▶ [Exercise goal] Count every line below that contains "strobe", then give that count and nothing else.

▶ [Input records]
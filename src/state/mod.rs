//! State management module for Unscramble.
//!
//! This module provides the core state types and the session manager:
//!
//! - `game` - Published snapshot (`GameUiState`)
//! - `session` - Session manager applying player operations
//! - `words` - Word source and shuffling
//! - `observer` - Snapshot subscriptions
//! - `action` - Player input events
//! - `config` - Rounds per game and points per guess
//!
//! # Architecture
//!
//! ```text
//! ┌──────────────────────────────────────────────────────────────┐
//! │                        GameSession                            │
//! │                                                               │
//! │  ┌──────────────┐   pick + shuffle   ┌─────────────────────┐  │
//! │  │  WordSource  │───────────────────▶│ current_word        │  │
//! │  └──────────────┘                    │ used_words          │  │
//! │                                      │ user_guess          │  │
//! │                                      └──────────┬──────────┘  │
//! │                                                 │ publish     │
//! │                                                 ▼             │
//! │  ┌──────────────┐    on change       ┌─────────────────────┐  │
//! │  │  Observers   │◀───────────────────│ GameUiState         │  │
//! │  └──────────────┘                    └─────────────────────┘  │
//! └──────────────────────────────────────────────────────────────┘
//! ```
//!
//! # Usage
//!
//! ```rust
//! use unscramble_state::state::{GameConfig, GameSession, WordSource};
//!
//! let words = WordSource::parse("apple\nbread\nchair\ndance\neagle\nflame\ngrape\nhouse\nigloo\njelly").unwrap();
//! let mut session = GameSession::new(GameConfig::default(), words).unwrap();
//!
//! session.update_user_guess("not it");
//! session.check_user_guess();
//! assert!(session.ui_state().is_guessed_word_wrong);
//!
//! session.skip_word();
//! assert_eq!(session.ui_state().current_word_count, 2);
//! ```

pub mod action;
pub mod config;
pub mod game;
pub mod observer;
pub mod session;
pub mod words;

// Re-export commonly used types
pub use action::{GameAction, GuessOutcome};
pub use config::{ConfigError, GameConfig, MAX_NO_OF_WORDS, SCORE_INCREASE};
pub use game::{GameStatus, GameUiState};
pub use observer::{Observers, SubscriptionId};
pub use session::{GameError, GameSession};
pub use words::{has_distinct_permutation, shuffle_word, WordSource, WordSourceError};
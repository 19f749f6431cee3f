//! Unscramble State Library
//!
//! This crate provides state management for Unscramble game logic: a single
//! player is shown a scrambled word and either guesses it or skips it, for a
//! fixed number of rounds.
//!
//! # Overview
//!
//! The state module provides:
//!
//! - **Game Session** - Owns the answer, the words already used and the
//!   player's guess, and applies guesses, skips and resets.
//!
//! - **Published Snapshot** - `GameUiState` holds what a screen renders:
//!   scrambled word, round, score, wrong-guess flag, game-over flag.
//!
//! - **Subscriptions** - Observers get the current snapshot on subscribe and
//!   every changed snapshot after that.
//!
//! - **Word Source** - Validated list of candidate words.
//!
//! # Design Principles
//!
//! 1. **Single writer** - Every change goes through a named operation on
//!    `GameSession`; consumers only read snapshots.
//!
//! 2. **Validated up front** - Word lists that could never fill a game, or
//!    words with no distinct shuffle, are rejected when the session is built.
//!
//! 3. **No I/O** - This crate is pure state, no rendering, storage or network.
//!
//! 4. **Serialization-ready** - Snapshots, actions and config convert to JSON.
//!
//! # Example
//!
//! ```rust
//! use std::sync::{Arc, Mutex};
//! use unscramble_state::{GameAction, GameConfig, GameSession, GameUiState, WordSource};
//!
//! let words = WordSource::new(["animal", "auto", "anecdote", "alphabet"]).unwrap();
//! let config = GameConfig::new(3, 20);
//! let mut session = GameSession::new(config, words).unwrap();
//!
//! let rounds = Arc::new(Mutex::new(Vec::new()));
//! let seen = Arc::clone(&rounds);
//! session.subscribe(move |state: &GameUiState| {
//!     seen.lock().unwrap().push(state.current_word_count);
//! });
//!
//! session.apply(GameAction::Skip);
//! session.apply(GameAction::Skip);
//! session.apply(GameAction::Skip);
//!
//! assert!(session.ui_state().is_game_over);
//! assert_eq!(*rounds.lock().unwrap(), vec![1, 2, 3, 3]);
//! ```

pub mod state;

// Re-export everything from state module at crate root
pub use state::*;
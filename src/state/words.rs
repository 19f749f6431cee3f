//! Word source and shuffling.
//!
//! A [`WordSource`] is the immutable list of candidate words a session draws
//! from. Construction checks the preconditions the selection and shuffle loops
//! rely on, so a bad list is rejected up front instead of spinning forever.

use std::collections::HashSet;
use std::fmt;

use rand::seq::SliceRandom;
use rand::Rng;

/// Immutable ordered list of candidate words.
#[derive(Debug, Clone, PartialEq, Eq)]
pub struct WordSource {
    words: Vec<String>,
}

impl WordSource {
    /// Build a source from a list of words.
    ///
    /// Every word must be free of whitespace and have at least one permutation
    /// that differs from itself.
    pub fn new<I, S>(words: I) -> Result<Self, WordSourceError>
    where
        I: IntoIterator<Item = S>,
        S: Into<String>,
    {
        let words: Vec<String> = words.into_iter().map(Into::into).collect();

        if words.is_empty() {
            return Err(WordSourceError::Empty);
        }

        for word in &words {
            if word.chars().any(char::is_whitespace) {
                return Err(WordSourceError::ContainsWhitespace(word.clone()));
            }
            if !has_distinct_permutation(word) {
                return Err(WordSourceError::NotShufflable(word.clone()));
            }
        }

        Ok(Self { words })
    }

    /// Parse a newline or whitespace separated word list.
    ///
    /// Blank lines and lines starting with `#` are skipped.
    pub fn parse(text: &str) -> Result<Self, WordSourceError> {
        let words = text
            .lines()
            .map(str::trim)
            .filter(|line| !line.is_empty() && !line.starts_with('#'))
            .flat_map(str::split_whitespace);
        Self::new(words)
    }

    pub fn len(&self) -> usize {
        self.words.len()
    }

    pub fn is_empty(&self) -> bool {
        self.words.is_empty()
    }

    /// Number of distinct words (duplicates in the list count once).
    pub fn distinct_len(&self) -> usize {
        self.words.iter().collect::<HashSet<_>>().len()
    }

    pub fn get(&self, index: usize) -> Option<&str> {
        self.words.get(index).map(String::as_str)
    }

    pub fn iter(&self) -> impl Iterator<Item = &str> {
        self.words.iter().map(String::as_str)
    }

    /// Check the source can fill a game of `max_words` rounds without repeats.
    pub fn ensure_capacity(&self, max_words: usize) -> Result<(), WordSourceError> {
        let available = self.distinct_len();
        if available < max_words {
            return Err(WordSourceError::TooFewWords {
                needed: max_words,
                available,
            });
        }
        Ok(())
    }

    /// Draw a word uniformly at random.
    pub(crate) fn pick<R: Rng>(&self, rng: &mut R) -> &str {
        &self.words[rng.random_range(0..self.words.len())]
    }
}

/// True if some ordering of `word`'s characters differs from `word`.
pub fn has_distinct_permutation(word: &str) -> bool {
    let mut chars = word.chars();
    match chars.next() {
        Some(first) => chars.any(|c| c != first),
        None => false,
    }
}

/// Shuffle the characters of `word` until the result differs from it.
///
/// `word` must satisfy [`has_distinct_permutation`], otherwise this never
/// returns. [`WordSource::new`] guarantees that for every word it holds.
pub fn shuffle_word<R: Rng + ?Sized>(word: &str, rng: &mut R) -> String {
    let mut chars: Vec<char> = word.chars().collect();
    loop {
        chars.shuffle(rng);
        let shuffled: String = chars.iter().collect();
        if shuffled != word {
            return shuffled;
        }
    }
}

/// Word source errors.
#[derive(Debug, Clone, PartialEq, Eq)]
pub enum WordSourceError {
    Empty,
    ContainsWhitespace(String),
    NotShufflable(String),
    TooFewWords { needed: usize, available: usize },
}

impl fmt::Display for WordSourceError {
    fn fmt(&self, f: &mut fmt::Formatter<'_>) -> fmt::Result {
        match self {
            Self::Empty => write!(f, "Word source is empty"),
            Self::ContainsWhitespace(word) => {
                write!(f, "Word '{}' contains whitespace", word)
            }
            Self::NotShufflable(word) => {
                write!(f, "Word '{}' has no distinct permutation", word)
            }
            Self::TooFewWords { needed, available } => write!(
                f,
                "Word source has {} distinct words, need at least {}",
                available, needed
            ),
        }
    }
}

impl std::error::Error for WordSourceError {}

#[cfg(test)]
mod tests {
    use super::*;
    use rand::rngs::StdRng;
    use rand::SeedableRng;

    fn sorted(word: &str) -> Vec<char> {
        let mut chars: Vec<char> = word.chars().collect();
        chars.sort_unstable();
        chars
    }

    #[test]
    fn test_source_new() {
        let source = WordSource::new(["animal", "banana", "cactus"]).unwrap();
        assert_eq!(source.len(), 3);
        assert!(!source.is_empty());
        assert_eq!(source.get(1), Some("banana"));
        assert_eq!(source.get(3), None);
    }

    #[test]
    fn test_source_rejects_bad_words() {
        assert_eq!(
            WordSource::new(Vec::<String>::new()),
            Err(WordSourceError::Empty)
        );
        assert_eq!(
            WordSource::new(["ice cream"]),
            Err(WordSourceError::ContainsWhitespace("ice cream".to_string()))
        );
        assert_eq!(
            WordSource::new(["apple", "a"]),
            Err(WordSourceError::NotShufflable("a".to_string()))
        );
        assert_eq!(
            WordSource::new(["zzz"]),
            Err(WordSourceError::NotShufflable("zzz".to_string()))
        );
        assert_eq!(
            WordSource::new([""]),
            Err(WordSourceError::NotShufflable(String::new()))
        );
    }

    #[test]
    fn test_source_parse() {
        let text = "# animals\nrabbit\n\n  turtle  \nzebra lion\n";
        let source = WordSource::parse(text).unwrap();
        let words: Vec<&str> = source.iter().collect();
        assert_eq!(words, vec!["rabbit", "turtle", "zebra", "lion"]);
    }

    #[test]
    fn test_capacity() {
        let source = WordSource::new(["ab", "cd", "ab"]).unwrap();
        assert_eq!(source.distinct_len(), 2);
        assert!(source.ensure_capacity(2).is_ok());
        assert_eq!(
            source.ensure_capacity(3),
            Err(WordSourceError::TooFewWords {
                needed: 3,
                available: 2
            })
        );
    }

    #[test]
    fn test_distinct_permutation() {
        assert!(has_distinct_permutation("ab"));
        assert!(has_distinct_permutation("aab"));
        assert!(!has_distinct_permutation("aaa"));
        assert!(!has_distinct_permutation("x"));
        assert!(!has_distinct_permutation(""));
    }

    #[test]
    fn test_shuffle_differs_and_permutes() {
        let mut rng = StdRng::seed_from_u64(7);
        for word in ["ab", "aab", "letter", "balloon", "crane"] {
            for _ in 0..50 {
                let shuffled = shuffle_word(word, &mut rng);
                assert_ne!(shuffled, word);
                assert_eq!(sorted(&shuffled), sorted(word));
            }
        }
    }

    #[test]
    fn test_two_letter_shuffle_is_swap() {
        let mut rng = StdRng::seed_from_u64(1);
        assert_eq!(shuffle_word("ab", &mut rng), "ba");
    }

    #[test]
    fn test_pick_in_source() {
        let source = WordSource::new(["one", "two", "six"]).unwrap();
        let mut rng = StdRng::seed_from_u64(3);
        for _ in 0..20 {
            let word = source.pick(&mut rng);
            assert!(source.iter().any(|w| w == word));
        }
    }

    #[test]
    fn test_error_display() {
        let err = WordSourceError::TooFewWords {
            needed: 10,
            available: 4,
        };
        assert_eq!(
            format!("{}", err),
            "Word source has 4 distinct words, need at least 10"
        );
    }
}
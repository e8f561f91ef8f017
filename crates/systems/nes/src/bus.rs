//! CPU-side memory map.

use crate::controller::Controller;
use crate::mappers::Mapper;
use crate::ppu::Ppu;
use fami_core::cpu_6502::Memory6502;
use fami_core::logging::{log, LogCategory, LogLevel};

/// CPU cycles the CPU is halted for by an OAM DMA (one more on odd cycles).
pub const OAM_DMA_CYCLES: u32 = 513;

pub struct NesBus {
    ram: [u8; 0x800],
    pub ppu: Ppu,
    mapper: Box<dyn Mapper>,
    pads: [Controller; 2],
    /// Last value seen on the CPU data bus.
    open_bus: u8,
    dma_requested: bool,
}

impl std::fmt::Debug for NesBus {
    fn fmt(&self, f: &mut std::fmt::Formatter<'_>) -> std::fmt::Result {
        f.debug_struct("NesBus")
            .field("ppu", &self.ppu)
            .field("mapper", &self.mapper)
            .field("open_bus", &self.open_bus)
            .finish_non_exhaustive()
    }
}

impl NesBus {
    pub fn new(ppu: Ppu, mapper: Box<dyn Mapper>) -> Self {
        Self {
            ram: [0; 0x800],
            ppu,
            mapper,
            pads: [Controller::new(), Controller::new()],
            open_bus: 0,
            dma_requested: false,
        }
    }

    pub fn mapper(&self) -> &dyn Mapper {
        self.mapper.as_ref()
    }

    /// Advance the PPU one dot against the cartridge's CHR.
    pub fn step_ppu(&mut self) {
        self.ppu.step(self.mapper.as_ref());
    }

    /// True once per $4014 write; the coordinator charges the stall.
    pub fn take_dma_request(&mut self) -> bool {
        std::mem::take(&mut self.dma_requested)
    }

    /// Button mask for controller `port` (0 or 1). Other ports are ignored.
    pub fn set_buttons(&mut self, port: usize, buttons: u8) {
        if let Some(pad) = self.pads.get_mut(port) {
            pad.set_buttons(buttons);
        }
    }

    /// Read without side effects: no PPU buffer/flag changes, no controller
    /// shifts, no open-bus update.
    pub fn peek(&self, addr: u16) -> u8 {
        match addr {
            0x0000..=0x1FFF => self.ram[(addr & 0x07FF) as usize],
            0x2000..=0x3FFF => match addr & 0x07 {
                2 => (self.ppu.status() & 0xE0) | (self.ppu.open_bus() & 0x1F),
                4 => self.ppu.oam()[self.ppu.oam_addr() as usize],
                _ => self.ppu.open_bus(),
            },
            0x4016 => 0x40 | self.pads[0].peek(),
            0x4017 => 0x40 | self.pads[1].peek(),
            0x4020..=0xFFFF => self.mapper.prg_read(addr).unwrap_or(self.open_bus),
            _ => self.open_bus,
        }
    }

    fn oam_dma(&mut self, page: u8) {
        let base = (page as u16) << 8;
        for index in 0..=255u8 {
            let val = self.read(base | index as u16);
            self.ppu.dma_write(index, val);
        }
        self.dma_requested = true;
        log(LogCategory::Bus, LogLevel::Debug, || {
            format!("OAM DMA from ${:04X}", base)
        });
    }
}

impl Memory6502 for NesBus {
    fn read(&mut self, addr: u16) -> u8 {
        let val = match addr {
            0x0000..=0x1FFF => self.ram[(addr & 0x07FF) as usize],
            0x2000..=0x3FFF => self.ppu.read_register(addr, self.mapper.as_ref()),
            // Bits 0-4 are driven by the port, the rest float; bit 6 reads high.
            0x4016 => 0x40 | self.pads[0].read(),
            0x4017 => 0x40 | self.pads[1].read(),
            0x4020..=0xFFFF => self.mapper.prg_read(addr).unwrap_or(self.open_bus),
            _ => self.open_bus,
        };
        self.open_bus = val;
        val
    }

    fn write(&mut self, addr: u16, val: u8) {
        self.open_bus = val;
        match addr {
            0x0000..=0x1FFF => self.ram[(addr & 0x07FF) as usize] = val,
            0x2000..=0x3FFF => self.ppu.write_register(addr, val, self.mapper.as_mut()),
            0x4014 => self.oam_dma(val),
            0x4016 => {
                let strobe = val & 1 != 0;
                for pad in &mut self.pads {
                    pad.write_strobe(strobe);
                }
            }
            0x4020..=0xFFFF => self.mapper.prg_write(addr, val),
            _ => {
                // APU and frame counter: no audio.
                log(LogCategory::Stubs, LogLevel::Trace, || {
                    format!("ignored write ${:02X} to ${:04X}", val, addr)
                });
            }
        }
    }
}
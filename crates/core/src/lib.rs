//! Core emulator primitives and traits.

pub mod cpu_6502;
pub mod logging;

pub mod types {
    use serde::{Deserialize, Serialize};

    /// A finished video frame as packed 0xAARRGGBB pixels, row-major.
    #[derive(Debug, Clone, PartialEq, Eq, Serialize, Deserialize)]
    pub struct Frame {
        pub width: u32,
        pub height: u32,
        pub pixels: Vec<u32>,
    }

    impl Frame {
        pub fn new(width: u32, height: u32) -> Self {
            Self {
                width,
                height,
                pixels: vec![0xFF00_0000; (width * height) as usize],
            }
        }

        /// Pixel at (x, y), or `None` outside the frame.
        pub fn pixel(&self, x: u32, y: u32) -> Option<u32> {
            if x >= self.width || y >= self.height {
                return None;
            }
            self.pixels.get((y * self.width + x) as usize).copied()
        }

        /// Raw little-endian byte view, suitable for hashing or dumping.
        pub fn to_bytes(&self) -> Vec<u8> {
            self.pixels.iter().flat_map(|p| p.to_le_bytes()).collect()
        }
    }
}

use serde_json::Value;

/// A CPU-like component that can be stepped; returns cycles consumed.
pub trait Cpu {
    fn reset(&mut self);
    fn step(&mut self) -> u32;
}

/// A high-level System trait tying components together.
pub trait System {
    type Error: std::error::Error + Send + Sync + 'static;

    /// Reset to initial power-on state
    fn reset(&mut self);

    /// Emulate until a frame is produced and return a framebuffer.
    fn step_frame(&mut self) -> Result<types::Frame, Self::Error>;

    /// Return a JSON snapshot of the machine state for debugging.
    fn debug_state(&self) -> Value;
}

▶ [Expected answer] 2